Boeing enjoyed one of its best days at an airshow for years yesterday. Not only did it book orders worth $6.8 billion for civil aircraft but Commercial Airplanes boss Alan Mulally was upbeat about the order prospects for its slowing 767 and 747 lines that will delay any decision to end their production.
Mulally is certain Boeing's sales resurgence will see it wrenching back market leadership from arch-rival Airbus this year for the first time since 2000. He believes that once regained, Boeing will continue its leading position "over the next few years".
The manufacturer is also sounding more confident than ever about launching its 450-seat 747 Advanced.
The day began with India's Jet Airways ordering a mix of 777s and Next Generation 737s for $2.8 billion and GECAS spending $1.1 billion on 20 737NGs.
Later in the day, Mulally punched the air as one of his best customers, Steve Udvar-Hazy, chairman of ILFC, said he was buying 20 737NGs and eight more 777s in a $2.9 billion deal.
Mulally's grin grew even broader as Udvar-Hazy told a group on board the 777-200LR in the static park that he would buy 787s before the year is out.
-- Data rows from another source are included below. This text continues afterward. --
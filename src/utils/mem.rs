//! Byte-size formatting for diagnostics logs.

const UNITS: [&str; 5] = ["B", "KiB", "MiB", "GiB", "TiB"];

/// Format a byte count with a binary-prefix unit, e.g. `1.50 MiB`.
///
/// Exact byte counts below 1 KiB are printed without a fraction.
#[must_use]
pub fn format_bytes(bytes: u64) -> String {
    if bytes < 1024 {
        return format!("{bytes} B");
    }
    let mut value = bytes as f64;
    let mut unit = 0;
    while value >= 1024.0 && unit < UNITS.len() - 1 {
        value /= 1024.0;
        unit += 1;
    }
    format!("{value:.2} {}", UNITS[unit])
}

#[cfg(test)]
mod tests {
    use super::*;

    #[test]
    fn small_sizes_are_exact() {
        assert_eq!(format_bytes(0), "0 B");
        assert_eq!(format_bytes(1023), "1023 B");
    }

    #[test]
    fn binary_prefixes() {
        assert_eq!(format_bytes(1024), "1.00 KiB");
        assert_eq!(format_bytes(64 * 1024), "64.00 KiB");
        assert_eq!(format_bytes(3 * 1024 * 1024 / 2), "1.50 MiB");
        assert_eq!(format_bytes(1024 * 1024 * 1024), "1.00 GiB");
    }

    #[test]
    fn does_not_run_out_of_units() {
        let expected = format!("{:.2} TiB", u64::MAX as f64 / 1024f64.powi(4));
        assert_eq!(format_bytes(u64::MAX), expected);
    }
}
It is aiming to take 787 deliveries from 2010-12; Udvar-Hazy said it already has customers lined up.
The lessor is talking with Airbus about its A350 but "right now the focus in on the 787 because of the aircraft's availability," he said.
In a recovering air transport market, Boeing believes it can win new orders for freighter and passenger versions of the 747-400 and for 767s soon. "Like the 767, we thought we might have to announce the conclusion of production of 747s later this year to stop it sometime in the future," said Mulally. "This is not going to be the case."
Keeping the 747 production line going will have the advantage of bridging the gap to the proposed 747 Advanced more easily, said Mulally. Boeing's board will review the business case for the 450-seater, which has 787-type powerplants, soon. "I anticipate making a decision on launching it in the latter part of this year," he said. If it does get the green light, the 747 Advanced will enter service in late 2008 or early 2009.
This year Boeing will deliver 320 aircraft and is looking at 375-385 deliveries in 2006. It is planning to increase production in 2007.
n Not to be outdone by Boeing, Airbus was able to announce more A350 orders yesterday with Kuwait-based leasing firm Alafco buying 12 A350s, with options on a further six.